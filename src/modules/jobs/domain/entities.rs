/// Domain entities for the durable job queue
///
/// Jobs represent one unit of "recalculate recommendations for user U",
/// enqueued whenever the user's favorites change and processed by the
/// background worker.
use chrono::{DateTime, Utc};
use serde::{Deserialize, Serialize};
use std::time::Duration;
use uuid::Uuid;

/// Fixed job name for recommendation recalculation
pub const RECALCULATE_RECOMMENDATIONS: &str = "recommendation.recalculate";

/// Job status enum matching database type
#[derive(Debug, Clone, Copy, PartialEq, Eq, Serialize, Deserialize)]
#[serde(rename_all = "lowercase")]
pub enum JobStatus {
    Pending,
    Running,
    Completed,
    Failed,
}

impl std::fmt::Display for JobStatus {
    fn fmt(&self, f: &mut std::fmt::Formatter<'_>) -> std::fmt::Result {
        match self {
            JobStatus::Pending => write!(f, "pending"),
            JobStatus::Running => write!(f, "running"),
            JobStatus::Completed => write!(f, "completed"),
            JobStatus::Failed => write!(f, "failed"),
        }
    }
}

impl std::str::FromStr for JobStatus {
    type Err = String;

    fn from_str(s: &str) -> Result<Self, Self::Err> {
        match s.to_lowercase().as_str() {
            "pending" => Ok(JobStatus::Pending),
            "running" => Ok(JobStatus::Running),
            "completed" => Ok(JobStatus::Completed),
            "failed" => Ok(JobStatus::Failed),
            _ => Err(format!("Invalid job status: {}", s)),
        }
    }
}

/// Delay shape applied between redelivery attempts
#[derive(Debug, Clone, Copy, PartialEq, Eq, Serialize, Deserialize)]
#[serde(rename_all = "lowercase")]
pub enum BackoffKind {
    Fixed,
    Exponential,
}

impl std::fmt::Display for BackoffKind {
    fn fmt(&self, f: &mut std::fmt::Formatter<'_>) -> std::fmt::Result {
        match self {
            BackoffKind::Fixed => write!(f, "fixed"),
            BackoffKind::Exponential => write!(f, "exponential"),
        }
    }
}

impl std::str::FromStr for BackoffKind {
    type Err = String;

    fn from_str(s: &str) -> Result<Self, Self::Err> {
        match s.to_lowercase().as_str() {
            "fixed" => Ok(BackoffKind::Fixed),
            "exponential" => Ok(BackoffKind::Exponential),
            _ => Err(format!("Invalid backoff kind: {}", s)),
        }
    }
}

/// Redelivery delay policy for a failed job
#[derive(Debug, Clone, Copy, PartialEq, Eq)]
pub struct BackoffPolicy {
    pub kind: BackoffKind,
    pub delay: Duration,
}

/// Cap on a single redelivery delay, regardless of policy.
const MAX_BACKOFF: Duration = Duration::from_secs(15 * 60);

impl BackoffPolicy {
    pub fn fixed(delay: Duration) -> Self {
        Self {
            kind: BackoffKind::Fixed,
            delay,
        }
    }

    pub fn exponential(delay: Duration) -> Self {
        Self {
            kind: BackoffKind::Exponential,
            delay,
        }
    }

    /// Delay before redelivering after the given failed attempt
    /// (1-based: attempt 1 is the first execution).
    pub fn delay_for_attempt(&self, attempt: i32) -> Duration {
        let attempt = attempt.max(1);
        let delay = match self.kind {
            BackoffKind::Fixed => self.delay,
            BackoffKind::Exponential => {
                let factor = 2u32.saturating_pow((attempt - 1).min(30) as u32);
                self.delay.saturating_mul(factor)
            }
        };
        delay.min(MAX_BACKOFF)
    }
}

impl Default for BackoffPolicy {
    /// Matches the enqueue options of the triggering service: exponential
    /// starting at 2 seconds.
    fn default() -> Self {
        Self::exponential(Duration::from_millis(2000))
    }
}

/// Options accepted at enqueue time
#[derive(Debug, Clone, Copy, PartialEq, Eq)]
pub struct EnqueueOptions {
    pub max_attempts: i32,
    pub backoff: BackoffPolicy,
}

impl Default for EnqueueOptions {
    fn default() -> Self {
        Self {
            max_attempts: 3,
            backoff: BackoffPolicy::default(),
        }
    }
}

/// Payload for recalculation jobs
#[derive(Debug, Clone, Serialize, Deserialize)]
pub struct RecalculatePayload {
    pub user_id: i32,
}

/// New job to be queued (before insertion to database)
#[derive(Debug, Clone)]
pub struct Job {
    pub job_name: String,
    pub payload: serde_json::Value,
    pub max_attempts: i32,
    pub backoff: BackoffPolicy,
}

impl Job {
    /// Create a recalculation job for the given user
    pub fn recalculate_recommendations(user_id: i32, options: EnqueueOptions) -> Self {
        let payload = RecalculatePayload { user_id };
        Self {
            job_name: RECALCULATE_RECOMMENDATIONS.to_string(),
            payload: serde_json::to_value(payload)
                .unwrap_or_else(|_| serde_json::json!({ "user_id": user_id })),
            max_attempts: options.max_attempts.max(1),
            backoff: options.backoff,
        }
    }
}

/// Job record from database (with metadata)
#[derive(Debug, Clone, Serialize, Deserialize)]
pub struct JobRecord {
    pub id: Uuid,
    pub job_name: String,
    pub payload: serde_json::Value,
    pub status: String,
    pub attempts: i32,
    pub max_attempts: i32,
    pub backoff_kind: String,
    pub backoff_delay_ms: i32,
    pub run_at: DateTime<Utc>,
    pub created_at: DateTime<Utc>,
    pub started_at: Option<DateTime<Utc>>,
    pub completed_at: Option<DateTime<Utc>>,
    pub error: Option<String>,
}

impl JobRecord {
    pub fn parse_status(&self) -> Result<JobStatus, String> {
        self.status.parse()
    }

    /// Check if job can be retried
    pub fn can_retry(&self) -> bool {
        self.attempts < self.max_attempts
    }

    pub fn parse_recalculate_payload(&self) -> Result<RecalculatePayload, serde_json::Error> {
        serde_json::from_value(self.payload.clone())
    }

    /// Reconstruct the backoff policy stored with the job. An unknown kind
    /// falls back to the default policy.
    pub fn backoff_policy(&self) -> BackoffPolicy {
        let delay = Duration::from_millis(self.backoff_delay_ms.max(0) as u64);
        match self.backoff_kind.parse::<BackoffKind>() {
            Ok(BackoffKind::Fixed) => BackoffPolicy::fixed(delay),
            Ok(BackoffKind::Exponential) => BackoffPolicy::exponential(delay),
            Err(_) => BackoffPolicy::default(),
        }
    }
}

****

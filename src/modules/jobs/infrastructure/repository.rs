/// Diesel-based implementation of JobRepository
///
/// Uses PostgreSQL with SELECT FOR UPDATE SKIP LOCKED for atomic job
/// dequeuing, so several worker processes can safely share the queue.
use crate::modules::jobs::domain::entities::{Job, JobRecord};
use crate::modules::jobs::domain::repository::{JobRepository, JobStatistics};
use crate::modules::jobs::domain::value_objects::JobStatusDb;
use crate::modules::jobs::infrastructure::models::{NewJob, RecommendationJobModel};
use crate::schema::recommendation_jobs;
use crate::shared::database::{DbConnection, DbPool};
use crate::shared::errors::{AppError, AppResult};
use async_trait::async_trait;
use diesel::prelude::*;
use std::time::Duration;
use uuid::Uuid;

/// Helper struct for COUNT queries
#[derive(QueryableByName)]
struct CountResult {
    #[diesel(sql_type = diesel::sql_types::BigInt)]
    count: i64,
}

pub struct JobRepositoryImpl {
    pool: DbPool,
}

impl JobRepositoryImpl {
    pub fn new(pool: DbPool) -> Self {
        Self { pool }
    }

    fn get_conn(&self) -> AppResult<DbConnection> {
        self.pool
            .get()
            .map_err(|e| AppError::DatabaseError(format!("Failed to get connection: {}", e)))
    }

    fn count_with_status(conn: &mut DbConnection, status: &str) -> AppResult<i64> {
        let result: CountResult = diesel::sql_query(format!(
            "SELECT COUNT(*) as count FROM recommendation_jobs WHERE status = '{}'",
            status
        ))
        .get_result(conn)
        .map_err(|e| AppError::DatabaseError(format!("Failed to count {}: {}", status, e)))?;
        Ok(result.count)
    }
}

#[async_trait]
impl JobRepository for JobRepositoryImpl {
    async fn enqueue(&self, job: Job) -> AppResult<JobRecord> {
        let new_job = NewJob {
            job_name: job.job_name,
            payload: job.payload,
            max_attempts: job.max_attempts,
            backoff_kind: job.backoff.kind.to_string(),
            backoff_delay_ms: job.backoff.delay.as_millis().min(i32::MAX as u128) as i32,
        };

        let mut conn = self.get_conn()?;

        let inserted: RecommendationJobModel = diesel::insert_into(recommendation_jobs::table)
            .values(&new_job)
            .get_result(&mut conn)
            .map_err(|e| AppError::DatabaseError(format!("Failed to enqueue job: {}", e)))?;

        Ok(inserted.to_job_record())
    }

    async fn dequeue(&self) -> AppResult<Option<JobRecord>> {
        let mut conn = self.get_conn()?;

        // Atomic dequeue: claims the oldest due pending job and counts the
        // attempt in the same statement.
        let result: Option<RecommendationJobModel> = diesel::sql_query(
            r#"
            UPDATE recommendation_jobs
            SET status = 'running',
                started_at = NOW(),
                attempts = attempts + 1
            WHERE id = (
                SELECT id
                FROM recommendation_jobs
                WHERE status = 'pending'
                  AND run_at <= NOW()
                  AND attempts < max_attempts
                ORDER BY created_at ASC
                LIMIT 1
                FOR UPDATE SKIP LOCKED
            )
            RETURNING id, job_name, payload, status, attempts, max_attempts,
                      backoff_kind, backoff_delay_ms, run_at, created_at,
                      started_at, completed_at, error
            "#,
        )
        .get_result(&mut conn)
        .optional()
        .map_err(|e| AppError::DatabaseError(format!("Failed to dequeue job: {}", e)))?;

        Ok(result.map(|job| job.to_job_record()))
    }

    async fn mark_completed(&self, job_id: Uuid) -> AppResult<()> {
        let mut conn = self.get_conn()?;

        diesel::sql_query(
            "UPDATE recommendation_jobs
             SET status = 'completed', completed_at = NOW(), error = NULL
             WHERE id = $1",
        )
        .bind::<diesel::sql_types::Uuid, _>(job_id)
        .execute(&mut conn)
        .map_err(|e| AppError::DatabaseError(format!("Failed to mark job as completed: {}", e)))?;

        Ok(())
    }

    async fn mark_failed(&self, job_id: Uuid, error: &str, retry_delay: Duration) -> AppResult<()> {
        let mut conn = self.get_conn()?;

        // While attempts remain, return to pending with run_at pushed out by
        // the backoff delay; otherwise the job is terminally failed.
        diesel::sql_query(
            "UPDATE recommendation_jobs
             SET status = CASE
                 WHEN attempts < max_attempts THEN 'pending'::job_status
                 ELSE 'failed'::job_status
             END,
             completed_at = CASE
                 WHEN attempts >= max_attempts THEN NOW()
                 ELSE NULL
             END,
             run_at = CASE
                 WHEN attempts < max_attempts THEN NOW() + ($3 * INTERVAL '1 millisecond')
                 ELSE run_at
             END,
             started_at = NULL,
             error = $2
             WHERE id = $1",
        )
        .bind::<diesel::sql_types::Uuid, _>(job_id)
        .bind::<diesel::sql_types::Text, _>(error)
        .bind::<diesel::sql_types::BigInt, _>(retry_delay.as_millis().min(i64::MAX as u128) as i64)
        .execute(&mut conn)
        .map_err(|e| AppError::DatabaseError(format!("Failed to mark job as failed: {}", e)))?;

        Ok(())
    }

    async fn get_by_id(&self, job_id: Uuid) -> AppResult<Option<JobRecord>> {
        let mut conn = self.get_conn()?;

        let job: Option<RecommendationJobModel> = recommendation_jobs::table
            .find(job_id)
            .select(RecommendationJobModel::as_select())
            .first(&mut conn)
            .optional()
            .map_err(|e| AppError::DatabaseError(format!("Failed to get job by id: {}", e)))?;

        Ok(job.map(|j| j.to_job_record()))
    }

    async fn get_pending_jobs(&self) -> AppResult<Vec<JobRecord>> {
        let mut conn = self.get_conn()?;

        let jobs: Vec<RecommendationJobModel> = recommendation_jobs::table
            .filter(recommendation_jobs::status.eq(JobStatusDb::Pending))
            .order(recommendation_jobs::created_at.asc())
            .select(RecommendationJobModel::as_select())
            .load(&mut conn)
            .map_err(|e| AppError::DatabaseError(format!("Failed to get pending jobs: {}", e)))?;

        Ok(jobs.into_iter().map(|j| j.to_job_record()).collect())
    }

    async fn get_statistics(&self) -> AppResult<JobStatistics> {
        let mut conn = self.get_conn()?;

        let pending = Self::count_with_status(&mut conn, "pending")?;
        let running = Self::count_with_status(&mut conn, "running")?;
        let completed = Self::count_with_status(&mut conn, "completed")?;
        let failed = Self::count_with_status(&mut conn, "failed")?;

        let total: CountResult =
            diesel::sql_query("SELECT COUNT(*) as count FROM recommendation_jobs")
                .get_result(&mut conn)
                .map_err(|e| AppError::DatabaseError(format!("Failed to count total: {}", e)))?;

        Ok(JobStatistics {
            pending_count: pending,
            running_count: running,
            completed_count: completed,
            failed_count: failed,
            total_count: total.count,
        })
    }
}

****

Task to carry out =>
Check each line of the entries for the string "entities". Copy the lines that have it.

The answer =>
filename src/modules/jobs/domain/entities.rs
/// Domain entities for the durable job queue
use crate::modules::jobs::domain::entities::{Job, JobRecord};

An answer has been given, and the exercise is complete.